• [RECORD EXTRACTS]:
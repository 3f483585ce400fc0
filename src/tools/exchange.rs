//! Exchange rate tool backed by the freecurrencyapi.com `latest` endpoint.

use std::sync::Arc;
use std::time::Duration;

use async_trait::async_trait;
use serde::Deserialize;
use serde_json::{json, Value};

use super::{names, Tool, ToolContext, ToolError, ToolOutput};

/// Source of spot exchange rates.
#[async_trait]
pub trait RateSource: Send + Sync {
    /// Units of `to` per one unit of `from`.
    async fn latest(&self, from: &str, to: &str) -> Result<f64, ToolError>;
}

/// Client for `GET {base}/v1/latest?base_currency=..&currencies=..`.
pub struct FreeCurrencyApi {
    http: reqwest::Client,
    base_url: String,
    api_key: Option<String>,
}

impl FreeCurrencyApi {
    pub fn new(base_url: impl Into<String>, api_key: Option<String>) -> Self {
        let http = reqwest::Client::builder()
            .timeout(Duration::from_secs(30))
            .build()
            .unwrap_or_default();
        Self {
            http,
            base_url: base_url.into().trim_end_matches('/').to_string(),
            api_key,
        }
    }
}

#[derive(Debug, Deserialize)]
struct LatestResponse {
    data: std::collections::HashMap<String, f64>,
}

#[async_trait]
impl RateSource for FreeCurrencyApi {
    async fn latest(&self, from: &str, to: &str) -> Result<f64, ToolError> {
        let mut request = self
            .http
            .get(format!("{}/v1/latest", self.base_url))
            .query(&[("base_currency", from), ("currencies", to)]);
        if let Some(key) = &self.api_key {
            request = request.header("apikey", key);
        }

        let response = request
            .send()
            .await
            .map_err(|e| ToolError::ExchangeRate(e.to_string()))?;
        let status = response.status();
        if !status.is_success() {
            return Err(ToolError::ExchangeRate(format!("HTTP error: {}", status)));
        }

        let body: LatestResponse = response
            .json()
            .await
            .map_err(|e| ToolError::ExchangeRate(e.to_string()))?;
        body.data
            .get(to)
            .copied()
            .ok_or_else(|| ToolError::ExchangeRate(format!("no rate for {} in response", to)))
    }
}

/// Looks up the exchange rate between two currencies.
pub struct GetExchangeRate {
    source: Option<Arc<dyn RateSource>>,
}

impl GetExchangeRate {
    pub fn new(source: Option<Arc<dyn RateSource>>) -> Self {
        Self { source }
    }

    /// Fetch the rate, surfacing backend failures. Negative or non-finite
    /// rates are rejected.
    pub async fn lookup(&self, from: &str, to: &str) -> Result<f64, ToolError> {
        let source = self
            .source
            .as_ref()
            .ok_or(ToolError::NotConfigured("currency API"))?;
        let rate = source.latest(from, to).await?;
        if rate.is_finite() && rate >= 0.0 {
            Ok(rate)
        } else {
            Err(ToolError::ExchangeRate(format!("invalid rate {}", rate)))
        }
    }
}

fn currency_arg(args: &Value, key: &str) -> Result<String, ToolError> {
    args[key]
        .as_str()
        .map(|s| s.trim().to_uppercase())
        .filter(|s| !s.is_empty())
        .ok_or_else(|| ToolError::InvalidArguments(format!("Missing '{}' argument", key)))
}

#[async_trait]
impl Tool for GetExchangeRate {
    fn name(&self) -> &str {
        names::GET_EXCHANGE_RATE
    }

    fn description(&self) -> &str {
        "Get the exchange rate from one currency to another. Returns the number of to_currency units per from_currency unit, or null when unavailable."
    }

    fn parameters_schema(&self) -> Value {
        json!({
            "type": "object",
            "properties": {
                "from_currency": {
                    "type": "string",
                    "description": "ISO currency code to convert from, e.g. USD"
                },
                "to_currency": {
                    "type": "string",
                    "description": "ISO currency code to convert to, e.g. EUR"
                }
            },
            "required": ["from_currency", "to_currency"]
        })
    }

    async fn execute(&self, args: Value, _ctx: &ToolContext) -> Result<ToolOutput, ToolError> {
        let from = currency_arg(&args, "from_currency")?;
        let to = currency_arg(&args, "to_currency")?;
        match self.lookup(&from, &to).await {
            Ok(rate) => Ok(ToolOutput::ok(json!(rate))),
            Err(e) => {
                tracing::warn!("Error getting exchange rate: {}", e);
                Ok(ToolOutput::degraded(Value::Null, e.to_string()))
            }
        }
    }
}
--
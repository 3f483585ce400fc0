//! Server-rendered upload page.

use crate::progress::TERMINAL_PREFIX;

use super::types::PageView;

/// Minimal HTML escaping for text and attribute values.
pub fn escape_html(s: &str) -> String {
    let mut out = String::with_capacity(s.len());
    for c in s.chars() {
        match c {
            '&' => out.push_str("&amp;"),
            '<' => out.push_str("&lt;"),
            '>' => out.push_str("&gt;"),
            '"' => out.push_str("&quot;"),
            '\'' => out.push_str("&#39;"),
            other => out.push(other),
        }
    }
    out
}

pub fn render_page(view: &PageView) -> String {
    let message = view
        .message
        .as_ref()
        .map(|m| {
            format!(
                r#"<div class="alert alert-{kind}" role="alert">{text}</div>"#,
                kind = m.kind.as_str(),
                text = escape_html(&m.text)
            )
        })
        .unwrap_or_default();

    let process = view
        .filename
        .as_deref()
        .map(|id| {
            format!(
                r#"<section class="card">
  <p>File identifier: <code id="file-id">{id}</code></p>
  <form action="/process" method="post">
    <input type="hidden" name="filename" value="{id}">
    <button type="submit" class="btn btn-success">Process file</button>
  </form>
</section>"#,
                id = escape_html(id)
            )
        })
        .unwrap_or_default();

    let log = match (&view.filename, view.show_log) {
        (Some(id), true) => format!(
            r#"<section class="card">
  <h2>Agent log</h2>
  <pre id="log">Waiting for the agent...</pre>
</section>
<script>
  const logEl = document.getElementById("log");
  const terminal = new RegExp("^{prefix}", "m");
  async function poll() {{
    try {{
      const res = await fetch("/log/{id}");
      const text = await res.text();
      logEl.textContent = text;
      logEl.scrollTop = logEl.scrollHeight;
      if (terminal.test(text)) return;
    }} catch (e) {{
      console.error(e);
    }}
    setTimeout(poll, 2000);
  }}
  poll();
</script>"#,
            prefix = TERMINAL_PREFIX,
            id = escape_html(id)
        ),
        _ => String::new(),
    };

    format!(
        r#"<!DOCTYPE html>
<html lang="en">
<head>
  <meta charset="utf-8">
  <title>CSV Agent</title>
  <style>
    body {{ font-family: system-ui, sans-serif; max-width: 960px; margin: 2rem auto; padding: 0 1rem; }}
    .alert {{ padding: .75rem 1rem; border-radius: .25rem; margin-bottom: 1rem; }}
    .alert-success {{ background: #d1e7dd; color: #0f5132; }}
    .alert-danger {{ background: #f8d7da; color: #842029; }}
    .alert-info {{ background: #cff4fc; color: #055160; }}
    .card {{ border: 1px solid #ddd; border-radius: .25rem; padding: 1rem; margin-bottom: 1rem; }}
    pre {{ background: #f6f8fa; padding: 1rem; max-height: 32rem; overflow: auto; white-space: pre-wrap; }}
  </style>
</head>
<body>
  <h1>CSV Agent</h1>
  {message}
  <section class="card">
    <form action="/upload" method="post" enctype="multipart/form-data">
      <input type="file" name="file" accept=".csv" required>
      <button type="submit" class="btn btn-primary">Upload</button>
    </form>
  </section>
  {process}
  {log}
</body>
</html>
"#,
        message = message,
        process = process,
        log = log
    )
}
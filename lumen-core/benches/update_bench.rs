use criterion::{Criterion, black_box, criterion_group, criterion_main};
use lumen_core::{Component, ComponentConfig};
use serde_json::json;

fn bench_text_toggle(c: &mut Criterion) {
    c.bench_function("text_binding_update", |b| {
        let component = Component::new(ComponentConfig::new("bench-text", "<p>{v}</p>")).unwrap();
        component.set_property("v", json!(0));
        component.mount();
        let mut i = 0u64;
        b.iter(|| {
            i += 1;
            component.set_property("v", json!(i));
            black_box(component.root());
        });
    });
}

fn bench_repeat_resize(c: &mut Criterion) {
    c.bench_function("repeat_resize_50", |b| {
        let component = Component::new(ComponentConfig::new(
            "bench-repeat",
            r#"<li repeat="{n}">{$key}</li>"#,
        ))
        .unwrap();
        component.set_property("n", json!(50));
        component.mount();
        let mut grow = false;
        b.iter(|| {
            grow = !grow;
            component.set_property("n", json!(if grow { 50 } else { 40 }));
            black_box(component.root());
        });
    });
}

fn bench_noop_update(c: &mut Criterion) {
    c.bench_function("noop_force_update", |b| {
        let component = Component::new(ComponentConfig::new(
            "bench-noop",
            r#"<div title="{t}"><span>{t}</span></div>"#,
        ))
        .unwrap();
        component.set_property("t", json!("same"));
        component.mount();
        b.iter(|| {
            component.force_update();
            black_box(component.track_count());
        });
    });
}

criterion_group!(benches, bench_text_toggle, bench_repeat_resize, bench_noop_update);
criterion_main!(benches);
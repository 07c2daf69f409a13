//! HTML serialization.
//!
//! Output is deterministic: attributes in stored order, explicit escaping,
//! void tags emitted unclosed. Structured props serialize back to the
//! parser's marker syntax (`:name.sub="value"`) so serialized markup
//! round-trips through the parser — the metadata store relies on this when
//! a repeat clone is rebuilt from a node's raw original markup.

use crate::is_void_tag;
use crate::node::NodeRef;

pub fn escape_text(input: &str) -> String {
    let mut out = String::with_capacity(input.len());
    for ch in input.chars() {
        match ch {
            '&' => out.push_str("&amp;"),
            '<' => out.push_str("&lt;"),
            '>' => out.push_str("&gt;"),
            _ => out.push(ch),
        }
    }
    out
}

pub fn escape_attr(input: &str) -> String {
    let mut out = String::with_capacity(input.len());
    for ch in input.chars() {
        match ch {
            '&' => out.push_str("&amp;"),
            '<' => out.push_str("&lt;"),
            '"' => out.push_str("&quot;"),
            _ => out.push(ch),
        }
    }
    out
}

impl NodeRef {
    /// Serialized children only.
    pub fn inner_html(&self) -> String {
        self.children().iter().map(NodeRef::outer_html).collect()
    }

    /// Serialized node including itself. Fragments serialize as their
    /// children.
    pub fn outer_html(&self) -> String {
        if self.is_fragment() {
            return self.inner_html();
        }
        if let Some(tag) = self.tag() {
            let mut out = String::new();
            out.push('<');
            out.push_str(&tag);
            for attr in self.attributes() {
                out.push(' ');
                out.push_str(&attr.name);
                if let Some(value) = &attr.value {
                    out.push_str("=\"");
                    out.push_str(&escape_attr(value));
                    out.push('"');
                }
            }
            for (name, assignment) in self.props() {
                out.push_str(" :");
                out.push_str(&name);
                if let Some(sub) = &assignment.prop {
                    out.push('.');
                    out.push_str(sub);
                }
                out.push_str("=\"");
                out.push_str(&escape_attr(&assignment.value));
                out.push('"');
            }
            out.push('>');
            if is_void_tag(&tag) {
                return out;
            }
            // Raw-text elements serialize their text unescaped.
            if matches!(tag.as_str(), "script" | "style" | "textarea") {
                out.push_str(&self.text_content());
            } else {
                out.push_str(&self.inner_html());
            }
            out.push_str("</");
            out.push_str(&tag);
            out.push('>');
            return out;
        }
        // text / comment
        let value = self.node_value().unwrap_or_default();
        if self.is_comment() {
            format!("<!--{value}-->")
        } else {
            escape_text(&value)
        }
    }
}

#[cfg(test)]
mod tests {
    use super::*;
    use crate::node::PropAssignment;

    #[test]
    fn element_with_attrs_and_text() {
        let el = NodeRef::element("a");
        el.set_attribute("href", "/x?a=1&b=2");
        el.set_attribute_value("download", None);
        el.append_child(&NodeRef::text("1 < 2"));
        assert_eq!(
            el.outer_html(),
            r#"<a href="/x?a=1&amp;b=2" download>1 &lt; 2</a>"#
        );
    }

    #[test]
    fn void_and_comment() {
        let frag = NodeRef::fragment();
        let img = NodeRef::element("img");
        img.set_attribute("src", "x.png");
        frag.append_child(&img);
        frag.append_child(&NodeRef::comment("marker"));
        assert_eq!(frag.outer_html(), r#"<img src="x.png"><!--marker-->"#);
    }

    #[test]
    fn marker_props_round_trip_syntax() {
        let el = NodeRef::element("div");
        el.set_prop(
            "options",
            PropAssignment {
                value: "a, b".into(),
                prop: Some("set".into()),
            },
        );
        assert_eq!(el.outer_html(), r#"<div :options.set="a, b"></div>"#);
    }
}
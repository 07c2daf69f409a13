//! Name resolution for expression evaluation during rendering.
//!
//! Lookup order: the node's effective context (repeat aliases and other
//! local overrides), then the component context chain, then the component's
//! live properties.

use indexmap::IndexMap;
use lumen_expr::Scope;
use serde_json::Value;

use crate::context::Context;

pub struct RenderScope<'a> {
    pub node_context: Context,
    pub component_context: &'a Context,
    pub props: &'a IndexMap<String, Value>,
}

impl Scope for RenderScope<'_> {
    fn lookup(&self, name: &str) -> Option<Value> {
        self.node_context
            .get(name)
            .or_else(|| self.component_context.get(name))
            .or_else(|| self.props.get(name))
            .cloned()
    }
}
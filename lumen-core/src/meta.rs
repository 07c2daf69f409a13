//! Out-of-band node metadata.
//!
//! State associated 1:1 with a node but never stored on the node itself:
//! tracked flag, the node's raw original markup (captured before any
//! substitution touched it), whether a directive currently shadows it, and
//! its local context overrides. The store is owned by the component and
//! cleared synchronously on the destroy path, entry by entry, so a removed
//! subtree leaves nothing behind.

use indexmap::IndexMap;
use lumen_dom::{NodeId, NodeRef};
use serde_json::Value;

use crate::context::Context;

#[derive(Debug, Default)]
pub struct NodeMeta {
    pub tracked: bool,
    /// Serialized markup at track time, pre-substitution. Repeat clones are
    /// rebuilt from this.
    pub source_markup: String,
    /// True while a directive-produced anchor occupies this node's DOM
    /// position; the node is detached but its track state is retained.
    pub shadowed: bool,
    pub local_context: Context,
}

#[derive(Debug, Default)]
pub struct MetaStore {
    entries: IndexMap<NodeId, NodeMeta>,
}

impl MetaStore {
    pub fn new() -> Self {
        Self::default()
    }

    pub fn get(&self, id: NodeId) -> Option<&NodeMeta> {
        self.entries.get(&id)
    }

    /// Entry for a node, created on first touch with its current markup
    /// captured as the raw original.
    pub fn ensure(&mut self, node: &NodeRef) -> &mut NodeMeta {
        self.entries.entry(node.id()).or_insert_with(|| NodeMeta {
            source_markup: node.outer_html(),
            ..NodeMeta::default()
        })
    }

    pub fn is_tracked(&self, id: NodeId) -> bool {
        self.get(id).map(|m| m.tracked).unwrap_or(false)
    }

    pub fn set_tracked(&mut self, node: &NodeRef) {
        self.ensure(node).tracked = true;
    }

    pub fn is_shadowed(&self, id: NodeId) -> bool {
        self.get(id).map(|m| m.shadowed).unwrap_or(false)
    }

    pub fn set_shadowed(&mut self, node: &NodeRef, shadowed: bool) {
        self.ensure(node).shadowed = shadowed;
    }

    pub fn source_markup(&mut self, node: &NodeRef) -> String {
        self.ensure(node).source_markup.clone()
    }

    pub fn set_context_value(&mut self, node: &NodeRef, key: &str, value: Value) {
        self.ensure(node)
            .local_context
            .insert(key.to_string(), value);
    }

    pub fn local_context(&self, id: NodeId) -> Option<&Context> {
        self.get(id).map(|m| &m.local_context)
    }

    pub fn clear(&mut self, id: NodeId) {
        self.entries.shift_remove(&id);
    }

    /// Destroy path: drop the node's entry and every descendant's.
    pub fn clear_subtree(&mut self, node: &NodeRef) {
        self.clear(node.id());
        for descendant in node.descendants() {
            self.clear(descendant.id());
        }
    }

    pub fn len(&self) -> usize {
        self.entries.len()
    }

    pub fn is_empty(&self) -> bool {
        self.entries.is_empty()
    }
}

• [EXERCISE DETAILS]: Scan the material for the string "crate". Copy each line where it appears.

• [RESPONSE TO THIS EXERCISE]:
use crate::progress::TERMINAL_PREFIX;
use crate::is_void_tag;
use crate::node::NodeRef;
    use crate::node::PropAssignment;
use crate::context::Context;
use crate::context::Context;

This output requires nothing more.